A Constant Truth
Legend has it that a king once asked his advisors to tell him something that would be true under all circumstances. The advisors thought and thought, talked among themselves, then finally presented the king with a beautiful gold ring. The king was bemused, “How is this ring true under all circumstances?” he asked. “Read the inscription, Your Majesty.” replied the advisors. The king lifted the ring and peered at the inscription around the inside,
This Too Shall Pass
The king understood.
The only thing we can count on (aside from death and taxes) is change. It does not matter what is happening at any given moment – the best or the worst thing we could ever imagine- it will pass. Kahlil Gibran illustrates this cycle of change in his book, The Prophet. He explains that joy and sorrow are twins. When one is sitting with you at your table, the other is asleep in your bed.
With change, comes a certain amount of upheaval. Even if the change is welcome, it brings new routines or a change in priorities. I remember this upheaval when my husband and I were newlyweds; we had not prepared ourselves in advance for the changes that would come from melding two separate lives into one. There were many rough patches as we tried to navigate this new territory. I loved to cook with a variety of vegetables, he only liked potatoes. He could not fall asleep unless the radio was on, I could not sleep with the noise, on and on we trudged through those first years. That is when I learned that a marriage is not made with a ceremony, a marriage is made with thousands of compromises and adjustments made over time. Every day was a negotiation of some kind, how money was made and spent, how children were to be raised, how holidays were to be celebrated, the list was endless.
With unwelcome or unexpected change, the upheaval can be far worse. A car runs a red light, a virus is unleashed on the world, a spouse leaves, a diagnosis is disclosed, or a job is eliminated and the day to day predictable life we were leading comes to a screeching halt and we are left floundering. All the balls we were juggling come crashing down and we must figure out how to get them back in the air again…and quickly.

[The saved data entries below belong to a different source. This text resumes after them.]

/// Hard cap on document text sent to the model.
pub const MAX_DOCUMENT_CHARS: usize = 48_000;

pub const SUMMARY_SYSTEM_PROMPT: &str = r#"
You summarize medical documents for the care team of a case.

RULES:
1. Do NOT include the names of the patient, any doctor or any hospital or clinic.
   Refer to them as "the patient", "the physician", "the facility".
2. Do NOT include addresses, phone numbers, identifiers or dates of birth.
3. Keep clinical facts verbatim: diagnoses, medications with doses, lab values, dates of care.
4. Do not add interpretation or advice that is not in the document.
5. Answer in plain prose or short bullet points, no preamble.
"#;

/// Build the summarization prompt for one document.
///
/// Returns the prompt and whether the document text was truncated.
pub fn build_summary_prompt(document_text: &str) -> (String, bool) {
    let (body, truncated) = truncate_chars(document_text.trim(), MAX_DOCUMENT_CHARS);
    let note = if truncated {
        "NOTE: The document was truncated; summarize the part shown.\n"
    } else {
        ""
    };

    let prompt = format!(
        "{note}<document>\n{body}\n</document>\n\n\
         Summarize the document above. Exclude hospital, patient and doctor names."
    );
    (prompt, truncated)
}

fn truncate_chars(text: &str, max_chars: usize) -> (&str, bool) {
    match text.char_indices().nth(max_chars) {
        Some((byte_idx, _)) => (&text[..byte_idx], true),
        None => (text, false),
    }
}
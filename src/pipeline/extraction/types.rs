use std::path::{Path, PathBuf};

use super::ExtractionError;

/// One rendered page on disk, inside the request's scratch directory.
#[derive(Debug, Clone)]
pub struct RasterPage {
    /// Zero-based page index in the source document.
    pub index: usize,
    pub image_path: PathBuf,
}

#[derive(Debug, Clone, PartialEq)]
pub struct PageText {
    /// One-based page number.
    pub page_number: usize,
    pub text: String,
}

#[derive(Debug, Clone)]
pub struct ExtractedText {
    pub pages: Vec<PageText>,
    /// Page texts in page order, separated by a blank line.
    pub full_text: String,
}

/// Renders every page of a PDF file to an image file in `out_dir`.
pub trait PdfRasterizer: Send + Sync {
    fn rasterize(
        &self,
        pdf_path: &Path,
        out_dir: &Path,
        dpi: u32,
    ) -> Result<Vec<RasterPage>, ExtractionError>;
}

/// Recognizes text in a single page image.
///
/// `page` is only used for error reporting.
pub trait OcrEngine: Send + Sync {
    fn recognize(&self, page: usize, image_bytes: &[u8]) -> Result<String, ExtractionError>;
}
use axum::Json;
use serde::Serialize;

#[derive(Serialize)]
pub struct HealthResponse {
    pub status: &'static str,
    pub version: &'static str,
}

/// `GET /health`: liveness check.
pub async fn check() -> Json<HealthResponse> {
    Json(HealthResponse {
        status: "ok",
        version: crate::config::APP_VERSION,
    })
}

This is enormously stressful.
When life is predictable, we feel safe. Imagine how nerve-wracking it would be if you could not be fairly certain each morning that your job or your home or your family were going to still exist at the end of the day. When upheaval happens, it reminds us in no uncertain terms that the things we think of as permanent can change in an instant. We must acknowledge that if one thing can change all things can change, nothing is permanent, nothing is exempt. If we can lose one thing, we can lose everything.
That is why sudden change can be terrifying. It can leave us traumatized and grieving our old way of life, and that is where some people get stuck.
In the midst of upheaval, when we’re trying to figure out a new of doing what we need to do, sorting out who we are in this new environment, we are so absorbed with busy-ness and tending to the most pressing needs that it’s easy to miss the amount of grief we may be feeling. Unprocessed grief is like cement when it comes to finding a way forward.
In all likelihood, we will not be going back to that old life. The longer we tell ourselves (and others) that things will get back to normal soon, the longer we put off grieving what we’ve lost, the plans, the hopes, the goals we were working toward, in that old life and the longer it will take us to start forging a new path and routines in our new, post-upheaval world.
The Only Way Out is Through
Fortunately, we know a good deal about grief. We know the path we must navigate to come out on the other side of it, and we know the path is marked by certain milestones. Elisabeth Kubler Ross, who has made a career of researching the grieving process, has given us seven stages, or milestones, of the journey through grief:
Most people are aware of the stages, they are talked about often, and they sound pretty easy to do, but one of the tricky things about grief is you may not recognize that you are feeling it. The other is that the path is not a straight line, we do not go through the stages neatly one right after the other and call it done. It is a convoluted road, just when you think you are doing well, you could find yourself back at an earlier milestone, starting again.
The important part about the journey through the grieving process is doing it. People who deny it, or try to bury their grief, hoping it will go away, are often the ones still lost in the wreckage long after the upheaval has ended. Those who do the work and can accept the change, are the ones we see thriving in the “new normal” because they are not stuck in the mud, grieving what used to be.